Lo llaman «Alzheimer irlandés», te olvidas de todo menos de a quién le guardas rencor.
Cumplí con el resto de mi mandato, siempre votando en el sentido que quería, pero agotado por toda la experiencia. Me pidieron que hablara ante los estudiantes del instituto, y aproveché la oportunidad para leer un poema mío lleno de expletivos sobre el genocidio de los nativos americanos. El resultado fue que me vetaran del instituto de por vida (hasta el día de hoy no he vuelto).
Perdí en mi tentativa de reelección y me retiré del cargo público a los veintidós años para llevar una vida más tranquila. No olvidé que solo había hecho falta el consentimiento de veinte personas para ponerme en marcha en este camino.

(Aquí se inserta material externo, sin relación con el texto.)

//! Target-role → listener-role mapping table
//!
//! One table per community, stored in the `roles` namespace. A target role maps
//! to at most one listener role; several target roles may share a listener.
//!
//! # Read-repair
//!
//! [`RoleMappings::listener_for`] and [`RoleMappings::all_listeners`] are not pure
//! queries: when they find an entry that references a role which no longer exists
//! in the live community, they delete that entry from the store before returning.
//! Callers see the entry as absent.

use std::collections::BTreeMap;
use std::sync::Arc;

use tracing::{debug, info};

use crate::error::Result;
use crate::platform::ChatPlatform;
use crate::store::{KeyValueStore, ROLES_NAMESPACE};
use crate::types::{CommunityId, Role, RoleId};

use super::overview;

/// Mapping of target role → listener role for one community
pub type MappingTable = BTreeMap<RoleId, RoleId>;

/// Store-backed access to role mappings
#[derive(Clone)]
pub struct RoleMappings {
    store: Arc<dyn KeyValueStore>,
}

impl RoleMappings {
    pub fn new(store: Arc<dyn KeyValueStore>) -> Self {
        Self { store }
    }

    /// The community's table; empty if nothing is mapped
    pub fn mappings(&self, community: CommunityId) -> Result<MappingTable> {
        Ok(self
            .store
            .dget_as::<MappingTable>(ROLES_NAMESPACE, &community.key())?
            .unwrap_or_default())
    }

    /// Whether the community has at least one mapping
    pub fn has_mappings(&self, community: CommunityId) -> Result<bool> {
        Ok(!self.mappings(community)?.is_empty())
    }

    // ─────────────────────────────────────────────────────────────
    // Administration
    // ─────────────────────────────────────────────────────────────

    /// Map `for_role` to `listener`, returning the listener it replaced
    pub fn set_mapping(
        &self,
        community: CommunityId,
        for_role: RoleId,
        listener: RoleId,
    ) -> Result<Option<RoleId>> {
        let mut previous = None;
        self.store
            .dupdate_as::<MappingTable, _>(ROLES_NAMESPACE, &community.key(), |table| {
                let mut table = table.unwrap_or_default();
                previous = table.insert(for_role, listener);
                Some(table)
            })?;

        info!(
            community = %community,
            role = %for_role,
            listener = %listener,
            "Role mapping set"
        );
        Ok(previous)
    }

    /// Remove the mapping of `for_role`, returning its listener
    pub fn remove_mapping(&self, community: CommunityId, for_role: RoleId) -> Result<Option<RoleId>> {
        let mut removed = None;
        self.store
            .dupdate_as::<MappingTable, _>(ROLES_NAMESPACE, &community.key(), |table| {
                let mut table = table?;
                removed = table.remove(&for_role);
                (!table.is_empty()).then_some(table)
            })?;

        if let Some(listener) = removed {
            info!(community = %community, role = %for_role, listener = %listener, "Role mapping removed");
        }
        Ok(removed)
    }

    /// Drop every mapping of the community, returning how many there were
    pub fn clear(&self, community: CommunityId) -> Result<usize> {
        let count = self.mappings(community)?.len();
        self.store.dremove(ROLES_NAMESPACE, &community.key())?;
        info!(community = %community, count, "Role mappings cleared");
        Ok(count)
    }

    // ─────────────────────────────────────────────────────────────
    // Resolution (with read-repair)
    // ─────────────────────────────────────────────────────────────

    /// Resolve the listener role mapped from `role`
    ///
    /// Returns `None` if `role` is unmapped. If it is mapped to a listener role that
    /// no longer exists, the mapping is deleted and `None` is returned.
    pub async fn listener_for(
        &self,
        platform: &dyn ChatPlatform,
        community: CommunityId,
        role: RoleId,
    ) -> Result<Option<Role>> {
        let Some(listener_id) = self.mappings(community)?.get(&role).copied() else {
            return Ok(None);
        };

        match platform.role(community, listener_id).await? {
            Some(listener) => Ok(Some(listener)),
            None => {
                self.prune(community, &[(role, listener_id)])?;
                Ok(None)
            }
        }
    }

    /// Resolve every listener role mapped in the community
    ///
    /// Entries whose listener role no longer exists are deleted. A deleted target
    /// role keeps its entry, so the listener it granted can still be revoked.
    /// The result is deduplicated and keeps first-seen order.
    pub async fn all_listeners(
        &self,
        platform: &dyn ChatPlatform,
        community: CommunityId,
    ) -> Result<Vec<Role>> {
        let table = self.mappings(community)?;
        let mut listeners: Vec<Role> = Vec::new();
        let mut dangling = Vec::new();

        for (for_role, listener_id) in table {
            match platform.role(community, listener_id).await? {
                Some(listener) => {
                    if !listeners.iter().any(|l| l.id == listener.id) {
                        listeners.push(listener);
                    }
                }
                None => dangling.push((for_role, listener_id)),
            }
        }

        if !dangling.is_empty() {
            self.prune(community, &dangling)?;
        }
        Ok(listeners)
    }

    /// Render the mapping table for display
    pub fn overview(&self, community: CommunityId) -> Result<Option<String>> {
        Ok(overview::render(&self.mappings(community)?))
    }

    /// Delete dangling entries, but only if they still point where we saw them
    fn prune(&self, community: CommunityId, entries: &[(RoleId, RoleId)]) -> Result<()> {
        self.store
            .dupdate_as::<MappingTable, _>(ROLES_NAMESPACE, &community.key(), |table| {
                let mut table = table?;
                for (for_role, listener) in entries {
                    if table.get(for_role) == Some(listener) {
                        table.remove(for_role);
                    }
                }
                (!table.is_empty()).then_some(table)
            })?;

        for (for_role, listener) in entries {
            debug!(
                community = %community,
                role = %for_role,
                listener = %listener,
                "Pruned mapping referencing a deleted role"
            );
        }
        Ok(())
    }
}

#[cfg(test)]
mod tests {
    use super::*;
    use crate::platform::{CommunitySnapshot, InMemoryPlatform};
    use crate::store::JsonFileStore;

    const C: CommunityId = CommunityId(1);

    fn setup() -> (RoleMappings, InMemoryPlatform) {
        let store: Arc<dyn KeyValueStore> = Arc::new(JsonFileStore::in_memory());
        let platform = InMemoryPlatform::with_community(
            CommunitySnapshot::new(1)
                .with_role(10, 5)
                .with_role(11, 4)
                .with_role(100, 1)
                .with_role(101, 1),
        );
        (RoleMappings::new(store), platform)
    }

    #[tokio::test]
    async fn test_unmapped_role_has_no_listener() {
        let (mappings, platform) = setup();
        assert!(mappings.listener_for(&platform, C, RoleId(10)).await.unwrap().is_none());
        assert!(!mappings.has_mappings(C).unwrap());
    }

    #[tokio::test]
    async fn test_listener_for_resolves_live_role() {
        let (mappings, platform) = setup();
        mappings.set_mapping(C, RoleId(10), RoleId(100)).unwrap();

        let listener = mappings.listener_for(&platform, C, RoleId(10)).await.unwrap();
        assert_eq!(listener.map(|r| r.id), Some(RoleId(100)));
    }

    #[tokio::test]
    async fn test_listener_for_prunes_deleted_listener() {
        let (mappings, platform) = setup();
        mappings.set_mapping(C, RoleId(10), RoleId(100)).unwrap();
        mappings.set_mapping(C, RoleId(11), RoleId(101)).unwrap();
        platform.delete_role(C, RoleId(100));

        assert!(mappings.listener_for(&platform, C, RoleId(10)).await.unwrap().is_none());

        let table = mappings.mappings(C).unwrap();
        assert!(!table.contains_key(&RoleId(10)));
        assert_eq!(table.get(&RoleId(11)), Some(&RoleId(101)));
    }

    #[tokio::test]
    async fn test_all_listeners_dedups_many_to_one() {
        let (mappings, platform) = setup();
        mappings.set_mapping(C, RoleId(10), RoleId(100)).unwrap();
        mappings.set_mapping(C, RoleId(11), RoleId(100)).unwrap();

        let listeners = mappings.all_listeners(&platform, C).await.unwrap();
        assert_eq!(listeners.len(), 1);
        assert_eq!(listeners[0].id, RoleId(100));
    }

    #[tokio::test]
    async fn test_all_listeners_prunes_only_deleted_listeners() {
        let (mappings, platform) = setup();
        mappings.set_mapping(C, RoleId(10), RoleId(100)).unwrap();
        mappings.set_mapping(C, RoleId(11), RoleId(101)).unwrap();

        // A deleted target keeps its entry
        platform.delete_role(C, RoleId(11));
        let listeners = mappings.all_listeners(&platform, C).await.unwrap();
        assert_eq!(
            listeners.iter().map(|r| r.id).collect::<Vec<_>>(),
            vec![RoleId(100), RoleId(101)]
        );
        assert_eq!(mappings.mappings(C).unwrap().len(), 2);

        platform.delete_role(C, RoleId(100));
        let listeners = mappings.all_listeners(&platform, C).await.unwrap();
        assert_eq!(listeners.iter().map(|r| r.id).collect::<Vec<_>>(), vec![RoleId(101)]);
        assert!(!mappings.mappings(C).unwrap().contains_key(&RoleId(10)));

        platform.delete_role(C, RoleId(101));
        assert!(mappings.all_listeners(&platform, C).await.unwrap().is_empty());
        assert!(!mappings.has_mappings(C).unwrap());
    }

    #[test]
    fn test_set_and_remove_mapping() {
        let (mappings, _) = setup();
        assert_eq!(mappings.set_mapping(C, RoleId(10), RoleId(100)).unwrap(), None);
        assert_eq!(
            mappings.set_mapping(C, RoleId(10), RoleId(101)).unwrap(),
            Some(RoleId(100))
        );

        assert_eq!(mappings.remove_mapping(C, RoleId(10)).unwrap(), Some(RoleId(101)));
        assert_eq!(mappings.remove_mapping(C, RoleId(10)).unwrap(), None);
        assert!(!mappings.has_mappings(C).unwrap());
    }

    #[test]
    fn test_clear() {
        let (mappings, _) = setup();
        mappings.set_mapping(C, RoleId(10), RoleId(100)).unwrap();
        mappings.set_mapping(C, RoleId(11), RoleId(100)).unwrap();

        assert_eq!(mappings.clear(C).unwrap(), 2);
        assert!(mappings.mappings(C).unwrap().is_empty());
        assert!(mappings.overview(C).unwrap().is_none());
    }
}
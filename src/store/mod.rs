//! Persistent key-value store
//!
//! A flat map of top-level keys to JSON values. Nested ("d") operations treat a
//! top-level key as a namespace object and address one field inside it, which is
//! how community- and member-scoped data is laid out:
//!
//! ```text
//! roles      -> { "<community>": { "<for_role>": <listener_role> } }
//! apps       -> [ "<application id>", ... ]
//! user_apps  -> { "<member>": { "<application id>": { "timestamp": <unix secs> } } }
//! ```
//!
//! Every read-modify-write goes through [`KeyValueStore::update`] or
//! [`KeyValueStore::dupdate`], which run under the store's lock so no torn write
//! is ever visible.

mod json;

pub use json::JsonFileStore;

use serde::de::DeserializeOwned;
use serde::Serialize;
use serde_json::Value;

use crate::error::{Error, Result};

/// Namespace holding role mappings per community
pub const ROLES_NAMESPACE: &str = "roles";

/// Key holding the recognized application set
pub const APPS_KEY: &str = "apps";

/// Namespace holding learned application ids per member
pub const USER_APPS_NAMESPACE: &str = "user_apps";

/// Mutation applied inside a critical section; returning `None` removes the value
pub type Mutation<'a> = &'a mut dyn FnMut(Option<Value>) -> Option<Value>;

/// Storage backend
///
/// Failures are I/O catastrophes and surface as fatal errors.
pub trait KeyValueStore: Send + Sync {
    /// Check whether a top-level key exists
    fn exists(&self, key: &str) -> Result<bool>;

    /// Read a top-level value
    fn get(&self, key: &str) -> Result<Option<Value>>;

    /// Replace a top-level value
    fn set(&self, key: &str, value: Value) -> Result<()>;

    /// Atomically read, mutate and write back a top-level value
    fn update(&self, key: &str, mutation: Mutation<'_>) -> Result<()>;

    /// Check whether `key` exists inside the `namespace` object
    fn dexists(&self, namespace: &str, key: &str) -> Result<bool>;

    /// Read `key` inside the `namespace` object
    fn dget(&self, namespace: &str, key: &str) -> Result<Option<Value>>;

    /// Write `key` inside the `namespace` object, creating the namespace if needed
    fn dset(&self, namespace: &str, key: &str, value: Value) -> Result<()>;

    /// Remove `key` from the `namespace` object; returns whether it existed
    fn dremove(&self, namespace: &str, key: &str) -> Result<bool>;

    /// Atomically read, mutate and write back `key` inside `namespace`
    fn dupdate(&self, namespace: &str, key: &str, mutation: Mutation<'_>) -> Result<()>;
}

// ─────────────────────────────────────────────────────────────────
// Typed Access
// ─────────────────────────────────────────────────────────────────

impl dyn KeyValueStore {
    /// Read and decode a top-level value
    pub fn get_as<T: DeserializeOwned>(&self, key: &str) -> Result<Option<T>> {
        self.get(key)?.map(|v| decode(key, v)).transpose()
    }

    /// Encode and write a top-level value
    pub fn set_as<T: Serialize>(&self, key: &str, value: &T) -> Result<()> {
        self.set(key, encode(key, value)?)
    }

    /// Read and decode a nested value
    pub fn dget_as<T: DeserializeOwned>(&self, namespace: &str, key: &str) -> Result<Option<T>> {
        self.dget(namespace, key)?
            .map(|v| decode(&format!("{}/{}", namespace, key), v))
            .transpose()
    }

    /// Encode and write a nested value
    pub fn dset_as<T: Serialize>(&self, namespace: &str, key: &str, value: &T) -> Result<()> {
        self.dset(namespace, key, encode(&format!("{}/{}", namespace, key), value)?)
    }

    /// Typed read-modify-write of a top-level value
    pub fn update_as<T, F>(&self, key: &str, f: F) -> Result<()>
    where
        T: Serialize + DeserializeOwned,
        F: FnMut(Option<T>) -> Option<T>,
    {
        let mut failure: Option<Error> = None;
        let mut mutation = typed_mutation(key.to_string(), f, &mut failure);
        self.update(key, &mut mutation)?;
        drop(mutation);
        failure.map_or(Ok(()), Err)
    }

    /// Typed read-modify-write of a nested value
    ///
    /// The closure sees the decoded value (or `None`) and returns the value to store,
    /// or `None` to remove the key. Decoding errors abort without changing the value.
    pub fn dupdate_as<T, F>(&self, namespace: &str, key: &str, f: F) -> Result<()>
    where
        T: Serialize + DeserializeOwned,
        F: FnMut(Option<T>) -> Option<T>,
    {
        let mut failure: Option<Error> = None;
        let mut mutation = typed_mutation(format!("{}/{}", namespace, key), f, &mut failure);
        self.dupdate(namespace, key, &mut mutation)?;
        drop(mutation);
        failure.map_or(Ok(()), Err)
    }
}

/// Wrap a typed closure into a raw [`Mutation`], parking any codec error in `failure`
fn typed_mutation<'a, T, F>(
    path: String,
    mut f: F,
    failure: &'a mut Option<Error>,
) -> impl FnMut(Option<Value>) -> Option<Value> + 'a
where
    T: Serialize + DeserializeOwned + 'a,
    F: FnMut(Option<T>) -> Option<T> + 'a,
{
    move |current| {
        let decoded = match current.clone().map(|v| decode::<T>(&path, v)).transpose() {
            Ok(decoded) => decoded,
            Err(e) => {
                *failure = Some(e);
                return current;
            }
        };
        match f(decoded).map(|next| encode(&path, &next)).transpose() {
            Ok(next) => next,
            Err(e) => {
                *failure = Some(e);
                current
            }
        }
    }
}

fn decode<T: DeserializeOwned>(key: &str, value: Value) -> Result<T> {
    serde_json::from_value(value).map_err(|e| Error::store_corrupt(key, e))
}

fn encode<T: Serialize>(key: &str, value: &T) -> Result<Value> {
    serde_json::to_value(value).map_err(|e| Error::store_corrupt(key, e))
}
//! Wall-clock source for cache timestamps
//!
//! Injected into the registry so retention and throttle windows can be tested
//! without sleeping.

use chrono::{DateTime, Utc};

/// Source of the current time
pub trait Clock: Send + Sync {
    fn now(&self) -> DateTime<Utc>;

    /// Current unix time in seconds
    fn unix_now(&self) -> i64 {
        self.now().timestamp()
    }
}

/// The real system clock
#[derive(Debug, Default, Clone, Copy)]
pub struct SystemClock;

impl Clock for SystemClock {
    fn now(&self) -> DateTime<Utc> {
        Utc::now()
    }
}

/// Manually advanced clock for tests
#[cfg(test)]
#[derive(Debug)]
pub struct ManualClock {
    secs: parking_lot::Mutex<i64>,
}

#[cfg(test)]
impl ManualClock {
    pub fn at(unix_secs: i64) -> Self {
        Self {
            secs: parking_lot::Mutex::new(unix_secs),
        }
    }

    pub fn advance(&self, secs: i64) {
        *self.secs.lock() += secs;
    }
}

#[cfg(test)]
impl Clock for ManualClock {
    fn now(&self) -> DateTime<Utc> {
        DateTime::from_timestamp(*self.secs.lock(), 0).unwrap_or_default()
    }
}
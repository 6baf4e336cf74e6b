//! CLI argument parsing using clap v4
//!
//! Defines the command-line interface for presence-roles.

use clap::{Parser, Subcommand};

/// presence-roles - grant listener roles from rich-presence activity
///
/// Keeps the recognized companion applications up to date and gives members
/// a listener role while they run one of them.
#[derive(Parser, Debug)]
#[command(name = "presence-roles")]
#[command(author, version, about, long_about = None)]
#[command(propagate_version = true)]
pub struct Cli {
    /// Increase logging verbosity (-v for debug, -vv for trace)
    #[arg(short, long, action = clap::ArgAction::Count, global = true)]
    pub verbose: u8,

    /// Suppress all output except errors
    #[arg(short, long, global = true)]
    pub quiet: bool,

    /// Path to configuration file
    #[arg(short, long, env = "PRESENCE_ROLES_CONFIG", global = true)]
    pub config: Option<String>,

    #[command(subcommand)]
    pub command: Commands,
}

/// Available commands
#[derive(Subcommand, Debug)]
pub enum Commands {
    /// Run the control loop until interrupted
    Run,

    /// Refresh the recognized application list once
    Refresh,

    /// Reconcile listener roles once
    Check {
        /// Only this community
        #[arg(long)]
        community: Option<u64>,

        /// Only this member (requires --community)
        #[arg(long, requires = "community")]
        member: Option<u64>,
    },

    /// Role mapping management
    Roles {
        #[command(subcommand)]
        subcommand: RolesSubcommand,
    },

    /// Remember the application a member is currently running
    Learn {
        /// Community the member belongs to
        #[arg(long)]
        community: u64,

        /// Member to learn from
        #[arg(long)]
        member: u64,
    },

    /// Configuration management
    Config {
        #[command(subcommand)]
        subcommand: ConfigSubcommand,
    },

    /// Display version and build information
    Version,
}

/// Role mapping subcommands
#[derive(Subcommand, Debug, Clone)]
pub enum RolesSubcommand {
    /// List the listener roles and the roles they are assigned to
    Show {
        #[arg(long)]
        community: u64,
    },

    /// Grant `listener` to listening members holding `role`
    Map {
        #[arg(long)]
        community: u64,

        /// Target role
        #[arg(long)]
        role: u64,

        /// Listener role
        #[arg(long)]
        listener: u64,
    },

    /// Remove a mapping and strip its listener role from members
    Unmap {
        #[arg(long)]
        community: u64,

        /// Target role
        #[arg(long)]
        role: u64,
    },

    /// Remove every mapping and strip all listener roles
    Clear {
        #[arg(long)]
        community: u64,
    },
}

/// Configuration subcommands
#[derive(Subcommand, Debug, Clone)]
pub enum ConfigSubcommand {
    /// Display the current configuration
    Show,

    /// Initialize a new configuration file
    Init {
        /// Path where to create the config file
        #[arg(short, long)]
        path: Option<String>,

        /// Overwrite existing configuration
        #[arg(short, long)]
        force: bool,
    },

    /// Validate the configuration
    Validate,
}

Me di cuenta de que ese era el mayor secreto de la democracia, que el cambio puede producirse solo con que unas cuantas personas hagan algo. No hace falta todo un movimiento, ni siquiera todo un distrito escolar. Puede empezar con solo veinte personas. Incluso con veinte colgados. Fue una lección buena, pero peligrosa para aprenderla a una edad tan temprana. Lo intimidante de la democracia es que parece imposible, inabordable, fuera del alcance de una persona promedio. A los veintidós años, sabía que eso era un mito. Y estaba agradecido a Davison por enseñarme que el mío era un gran país.
Pero nunca volví a cortarme el pelo en la barbería de Jesse.